Look for "assert" in the records and copy every line that has it.

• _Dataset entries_
#####

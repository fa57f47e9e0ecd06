//! Chatwork webhook signature verification.
//!
//! Chatwork signs every webhook request with
//! `base64(HMAC-SHA256(body, base64_decode(webhook_token)))` and sends the
//! result in the `X-ChatWorkWebhookSignature` header.

use anyhow::{Context, Result};
use base64::{engine::general_purpose::STANDARD, Engine as _};
use hmac::{Hmac, Mac};
use sha2::Sha256;
use tracing::warn;

type HmacSha256 = Hmac<Sha256>;

pub const SIGNATURE_HEADER: &str = "X-ChatWorkWebhookSignature";

#[derive(Clone)]
pub struct WebhookVerifier {
    mac: HmacSha256,
}

impl WebhookVerifier {
    /// Build a verifier from the base64 token shown in the webhook settings.
    pub fn from_token(token: &str) -> Result<Self> {
        let key = STANDARD
            .decode(token.trim())
            .context("Webhook token is not valid base64")?;
        let mac = HmacSha256::new_from_slice(&key)
            .map_err(|e| anyhow::anyhow!("Failed to create HMAC: {}", e))?;
        Ok(Self { mac })
    }

    /// Check `signature` (the raw header value) against `body`.
    pub fn verify(&self, body: &[u8], signature: &str) -> bool {
        let expected = match STANDARD.decode(signature.trim()) {
            Ok(bytes) => bytes,
            Err(_) => {
                warn!("Webhook signature header is not valid base64");
                return false;
            }
        };

        let mut mac = self.mac.clone();
        mac.update(body);
        // Constant-time comparison.
        mac.verify_slice(&expected).is_ok()
    }

    #[cfg(test)]
    pub fn sign(&self, body: &[u8]) -> String {
        let mut mac = self.mac.clone();
        mac.update(body);
        STANDARD.encode(mac.finalize().into_bytes())
    }
}

#[cfg(test)]
mod tests {
    use super::*;

    // base64("webhook-secret")
    const TOKEN: &str = "d2ViaG9vay1zZWNyZXQ=";

    #[test]
    fn test_valid_signature() {
        let verifier = WebhookVerifier::from_token(TOKEN).unwrap();
        let body = br#"{"webhook_event":{}}"#;
        let signature = verifier.sign(body);
        assert!(verifier.verify(body, &signature));
    }

    #[test]
    fn test_known_vector() {
        // HMAC-SHA256(key = "key", "The quick brown fox jumps over the lazy dog")
        let verifier = WebhookVerifier::from_token(&STANDARD.encode("key")).unwrap();
        let body = b"The quick brown fox jumps over the lazy dog";
        assert!(verifier.verify(body, "97yD9DBThCSxMpjmqm+xQ+9NWaFJRhdZl0edvC0aPNg="));
    }

    #[test]
    fn test_tampered_body_rejected() {
        let verifier = WebhookVerifier::from_token(TOKEN).unwrap();
        let signature = verifier.sign(b"original");
        assert!(!verifier.verify(b"tampered", &signature));
    }

    #[test]
    fn test_signature_from_other_token_rejected() {
        let verifier = WebhookVerifier::from_token(TOKEN).unwrap();
        let other = WebhookVerifier::from_token(&STANDARD.encode("other")).unwrap();
        let body = b"payload";
        assert!(!verifier.verify(body, &other.sign(body)));
    }

    #[test]
    fn test_garbage_signature_rejected() {
        let verifier = WebhookVerifier::from_token(TOKEN).unwrap();
        assert!(!verifier.verify(b"payload", "not base64!!"));
        assert!(!verifier.verify(b"payload", ""));
    }

    #[test]
    fn test_invalid_token_is_error() {
        assert!(WebhookVerifier::from_token("%%%").is_err());
    }
}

#####

• _Result below_
        assert!(verifier.verify(body, &signature));
        assert!(verifier.verify(body, "97yD9DBThCSxMpjmqm+xQ+9NWaFJRhdZl0edvC0aPNg="));
        assert!(!verifier.verify(b"tampered", &signature));
        assert!(!verifier.verify(body, &other.sign(body)));
        assert!(!verifier.verify(b"payload", "not base64!!"));
        assert!(!verifier.verify(b"payload", ""));
        assert!(WebhookVerifier::from_token("%%%").is_err());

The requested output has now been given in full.